-- The input follows --

// src/config/options.rs
use std::path::{Path, PathBuf};

use super::consts::*;

#[derive(Clone, Debug, PartialEq, Eq)]
pub struct BatchOptions {
    pub source: SourceOptions,
    pub export: ExportOptions,
    pub workers: usize,
}

impl Default for BatchOptions {
    fn default() -> Self {
        Self::new(".", DEFAULT_OUT_FILE)
    }
}

impl BatchOptions {
    pub fn new(source_dir: impl Into<PathBuf>, out_path: impl Into<PathBuf>) -> Self {
        Self {
            source: SourceOptions { dir: source_dir.into(), ..SourceOptions::default() },
            export: ExportOptions { out_path: out_path.into(), ..ExportOptions::default() },
            workers: DEFAULT_WORKERS,
        }
    }
}

#[derive(Clone, Debug, PartialEq, Eq)]
pub struct SourceOptions {
    pub dir: PathBuf,
    /// Matched case-insensitively, without the leading dot.
    pub extension: String,
    pub recursive: bool,
}

impl Default for SourceOptions {
    fn default() -> Self {
        Self {
            dir: PathBuf::from("."),
            extension: s!(DEFAULT_EXTENSION),
            recursive: false,
        }
    }
}

impl SourceOptions {
    pub fn matches(&self, path: &Path) -> bool {
        let want = self.extension.trim_start_matches('.');
        path.extension()
            .and_then(|e| e.to_str())
            .is_some_and(|e| e.eq_ignore_ascii_case(want))
    }
}

#[derive(Clone, Copy, Debug, PartialEq, Eq, Default)]
pub enum ExportFormat {
    #[default]
    Csv,
    Tsv,
}

impl ExportFormat {
    pub fn ext(&self) -> &'static str {
        match self { ExportFormat::Csv => "csv", ExportFormat::Tsv => "tsv" }
    }
    pub fn delim(&self) -> u8 {
        match self { ExportFormat::Csv => b',', ExportFormat::Tsv => b'\t' }
    }
}

#[derive(Clone, Debug, PartialEq, Eq)]
pub struct ExportOptions {
    pub format: ExportFormat,
    /// File, or directory hint (existing dir / trailing separator).
    pub out_path: PathBuf,
    /// Only honoured when the destination starts out empty.
    pub include_headers: bool,
}

impl Default for ExportOptions {
    fn default() -> Self {
        Self {
            format: ExportFormat::Csv,
            out_path: PathBuf::from(DEFAULT_OUT_FILE),
            include_headers: false,
        }
    }
}

impl ExportOptions {
    /// Default file name for directory hints, with the extension following the format.
    pub fn default_file_name(&self) -> String {
        let stem = Path::new(DEFAULT_OUT_FILE)
            .file_stem()
            .map(|s| s.to_string_lossy().into_owned())
            .unwrap_or_default();
        join!(stem, ".", self.format.ext())
    }
}
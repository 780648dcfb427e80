// src/progress.rs
use std::path::Path;

/// Lightweight progress reporting used by the batch runner.
/// Frontends implement this to surface status to users.
pub trait Progress {
    /// Called at the start with the total number of documents.
    fn begin(&mut self, _total: usize) {}

    /// Free-form status line for human eyes.
    fn log(&mut self, _msg: &str) {}

    /// Called when one document has been handled, written or not.
    fn item_done(&mut self, _path: &Path) {}

    /// Called at the end, successful or not.
    fn finish(&mut self) {}
}

/// A no-op progress sink.
pub struct NullProgress;
impl Progress for NullProgress {}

-- The input concluded --

- _What is needed_: Among the lines of the data, find every one that holds "directory" and copy it.

- _Response_:
    /// File, or directory hint (existing dir / trailing separator).
    /// Default file name for directory hints, with the extension following the format.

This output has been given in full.